Steve Jorgensen wrote:
> I was surprised to find, when I pass arguments to a function decorated with 
> `@functools.cache` in different, equivalent ways, the cache does not 
> recognize them as the same.
> counter = itertools.count(1)
> @functools.cache
>     def example(a, b, c=0):
>         return (next(counter), a, b, c)
> example(1, 2)  # => (1, 1, 2, 0)
>     example(1, b=2)  # => (2, 1, 2, 0)
>     example(1, 2, 0)  # => (3, 1, 2, 0)
> When I wrote my own implementation as a coding exercise, I noticed the same 
> weakness while testing it and solved that by having the decorator function 
> get the signature of the decorated function, then use the bind method of the 
> signature to bind the parameter values, then call the apply_defaults method 
> on the bound arguments, and then finally, use the args and kwargs properties 
> of the bound arguments to make the cache key.

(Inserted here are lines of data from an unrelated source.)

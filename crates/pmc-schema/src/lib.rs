//! # pmc-schema: Collection Schema Validation
//!
//! Validates resolved collection documents against the fixed collection
//! schema in `schemas/collection.schema.json`, which is embedded at compile
//! time.
//!
//! ## Configuration
//!
//! Engine behavior is fixed by a [`ValidatorConfig`] value built once and
//! owned by the [`SchemaValidator`]. There is no process-global validator
//! state: two validators with different configs can coexist.
//!
//! ## Diagnostics
//!
//! Failures carry a tree of [`Diagnostic`]s and a pre-rendered message.
//! The rendering is a textual contract other tooling parses:
//!
//! ```text
//!   <message> at #/<path/segments>
//!     <nested message> at #/<path/segments>
//! ```
//!
//! Two spaces of indent at the top level, two more per nesting level,
//! depth-first in engine order.

pub mod config;
pub mod diagnostic;
pub mod keywords;
pub mod validate;

pub use config::ValidatorConfig;
pub use diagnostic::{format_diagnostics, Diagnostic};
pub use keywords::{audit_keywords, UnknownKeyword};
pub use validate::{SchemaValidationError, SchemaValidator, COLLECTION_SCHEMA, FAILURE_HEADER};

> It seems like functools.cache should do the same thing. If it is undesirable 
> for that to be the default behavior, then it could be optional (e.g. 
> @functools.cache(normalize=True) ).
> I have not tested to see if functools.lru_cache has the same issue. I presume 
> that it does, so my suggestion would apply to that as well.

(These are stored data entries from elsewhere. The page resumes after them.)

//! # pmc CLI entry point
//!
//! Parses command-line arguments, installs logging, and dispatches to the
//! subcommand handlers on a single-threaded tokio runtime.

use std::process::ExitCode;

use clap::error::ErrorKind;
use clap::{Parser, Subcommand};
use tracing_subscriber::EnvFilter;

use pmc_cli::bundle::{run_bundle, BundleArgs};
use pmc_cli::validate::{run_validate, ValidateArgs};
use pmc_cli::{EXIT_ERROR, EXIT_OK, EXIT_USAGE};

/// Validate and bundle multi-file Postman Collections.
#[derive(Parser, Debug)]
#[command(name = "pmc", version, about, long_about = None)]
struct Cli {
    /// Enable verbose logging. Repeat for more (-v, -vv, -vvv).
    #[arg(short, long, action = clap::ArgAction::Count, global = true)]
    verbose: u8,

    #[command(subcommand)]
    command: Commands,
}

#[derive(Subcommand, Debug)]
enum Commands {
    /// Validate one or more collections. Exits with zero if all are valid.
    Validate(ValidateArgs),

    /// Bundle multi-file collections into single documents.
    Bundle(BundleArgs),
}

/// Exit status for a clap parse result that did not yield a [`Cli`].
fn parse_exit_code(kind: ErrorKind) -> u8 {
    match kind {
        ErrorKind::DisplayHelp | ErrorKind::DisplayVersion => EXIT_OK,
        _ => EXIT_USAGE,
    }
}

fn main() -> ExitCode {
    let cli = match Cli::try_parse() {
        Ok(cli) => cli,
        Err(e) => {
            // Help and version go to stdout, usage errors to stderr.
            let _ = e.print();
            return ExitCode::from(parse_exit_code(e.kind()));
        }
    };

    let filter = match cli.verbose {
        0 => EnvFilter::new("warn"),
        1 => EnvFilter::new("info"),
        2 => EnvFilter::new("debug"),
        _ => EnvFilter::new("trace"),
    };

    // Logs go to stderr; stdout may carry a bundle.
    tracing_subscriber::fmt()
        .with_env_filter(filter)
        .with_target(false)
        .with_writer(std::io::stderr)
        .init();

    tracing::debug!(version = env!("CARGO_PKG_VERSION"), "pmc starting");

    let runtime = match tokio::runtime::Builder::new_current_thread()
        .enable_all()
        .build()
    {
        Ok(runtime) => runtime,
        Err(e) => {
            tracing::error!("failed to start async runtime: {e}");
            return ExitCode::from(EXIT_ERROR);
        }
    };

    let result = runtime.block_on(async {
        match &cli.command {
            Commands::Validate(args) => run_validate(args).await,
            Commands::Bundle(args) => run_bundle(args).await,
        }
    });

    match result {
        Ok(code) => ExitCode::from(code),
        Err(e) => {
            tracing::error!("{e:#}");
            ExitCode::from(EXIT_ERROR)
        }
    }
}

#[cfg(test)]
mod tests {
    use super::*;
    use clap::CommandFactory;

    #[test]
    fn cli_definition_is_consistent() {
        Cli::command().debug_assert();
    }

    #[test]
    fn verbosity_is_global() {
        let cli = Cli::try_parse_from(["pmc", "validate", "a.json", "-vv"]).unwrap();
        assert_eq!(cli.verbose, 2);
        assert!(matches!(cli.command, Commands::Validate(_)));
    }

    #[test]
    fn unknown_subcommand_is_rejected() {
        assert!(Cli::try_parse_from(["pmc", "lint", "a.json"]).is_err());
    }

    fn exit_code_for(argv: &[&str]) -> u8 {
        let err = Cli::try_parse_from(argv.iter().copied()).unwrap_err();
        parse_exit_code(err.kind())
    }

    #[test]
    fn usage_errors_do_not_collide_with_run_codes() {
        assert_eq!(exit_code_for(&["pmc"]), EXIT_USAGE);
        assert_eq!(exit_code_for(&["pmc", "validate"]), EXIT_USAGE);
        assert_eq!(exit_code_for(&["pmc", "lint"]), EXIT_USAGE);
        assert_eq!(exit_code_for(&["pmc", "--help"]), EXIT_OK);
        assert_eq!(exit_code_for(&["pmc", "--version"]), EXIT_OK);
        assert_ne!(EXIT_USAGE, pmc_cli::EXIT_NO_FILES);
    }
}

After saying that, I realized that, if the behavior should be optional, then 
maybe it would make sense to provide another wrapper to normalize the 
parameters instead (see possible implementation below)? On the other hand, 
since the primary use of such a thing would be for caching, maybe it does make 
more sense to include the behavior in 'functools.cache' et al., as I originally 
suggested, or maybe have both.

    def bind_call_params(func):
        """
        Transform a function to always receive its arguments in the same form
        (which are positional and which are keyword) even if its
        implementation is less strict than what is described by its
        signature.
    
        This is for use in cases where the form of in which the parameters
        are passed may be significant to a decorator (e.g. '@functools.cache').
        """
        sig = signature(func)
    
        @wraps(func)
        def wrapper(*args, **kwargs):
            bound = sig.bind(*args, **kwargs)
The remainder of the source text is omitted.